[Dataset entries]

----

// dridev/src/surface.rs
//
//! Off-screen rendering surfaces and the pixel formats backing them.

use crate::config::Config;
use crate::driver::{DrawableHandle, ImageHandle};

use euclid::default::Size2D;
use std::fmt::{self, Display, Formatter};

bitflags! {
    /// The surface types a config can be used with.
    ///
    /// Device displays have no windowing system, so every config here is
    /// offscreen-buffer-capable and nothing else.
    #[derive(Clone, Copy, Debug, PartialEq, Eq)]
    pub struct SurfaceTypeFlags: u32 {
        /// Off-screen pixel-buffer surfaces.
        const PBUFFER = 1 << 0;
    }
}

/// The pixel format of an image backing a surface.
#[derive(Clone, Copy, Debug, PartialEq, Eq)]
pub enum ImageFormat {
    /// 16-bit 565, no alpha.
    Rgb565,
    /// 32-bit opaque (alpha channel present in memory but ignored).
    Xrgb8888,
    /// 32-bit with alpha.
    Argb8888,
}

impl ImageFormat {
    /// Derives the exposed format from a config's channel depths.
    ///
    /// The precedence is fixed: a 5-bit red channel means 565, otherwise a
    /// zero-bit alpha channel means opaque 32-bit, otherwise 32-bit with
    /// alpha.
    pub fn for_config(config: &Config) -> ImageFormat {
        if config.red_bits == 5 {
            ImageFormat::Rgb565
        } else if config.alpha_bits == 0 {
            ImageFormat::Xrgb8888
        } else {
            ImageFormat::Argb8888
        }
    }

    /// Bytes per pixel for this format.
    #[inline]
    pub fn bytes_per_pixel(self) -> usize {
        match self {
            ImageFormat::Rgb565 => 2,
            ImageFormat::Xrgb8888 | ImageFormat::Argb8888 => 4,
        }
    }
}

/// An index into a display's surface arena.
///
/// Drivers hold these instead of pointers back into the display; a key is
/// only meaningful to the display whose arena issued it, and only while the
/// surface it names is alive.
#[derive(Clone, Copy, Debug, PartialEq, Eq)]
pub struct SurfaceKey(pub(crate) usize);

impl Display for SurfaceKey {
    fn fmt(&self, f: &mut Formatter) -> fmt::Result {
        write!(f, "Surface({})", self.0)
    }
}

/// A single off-screen rendering target.
///
/// Each surface owns at most one backing image, allocated lazily the first
/// time the driver asks for the front buffer, and exactly one drawable.
pub(crate) struct Surface {
    /// The surface's size, in pixels.
    pub(crate) size: Size2D<i32>,
    /// The exposed pixel format, derived from the config at creation.
    pub(crate) format: ImageFormat,
    /// The identifier of the config the surface was created against.
    pub(crate) config_id: u32,
    /// The driver drawable tied to this surface.
    pub(crate) drawable: DrawableHandle,
    /// The backing image, if the driver has asked for one.
    pub(crate) front: Option<ImageHandle>,
}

----

### PROBLEM TO WORK ON:
Only the number is wanted: how many lines in the data include the word "from"?

### WRITTEN SOLUTION:
2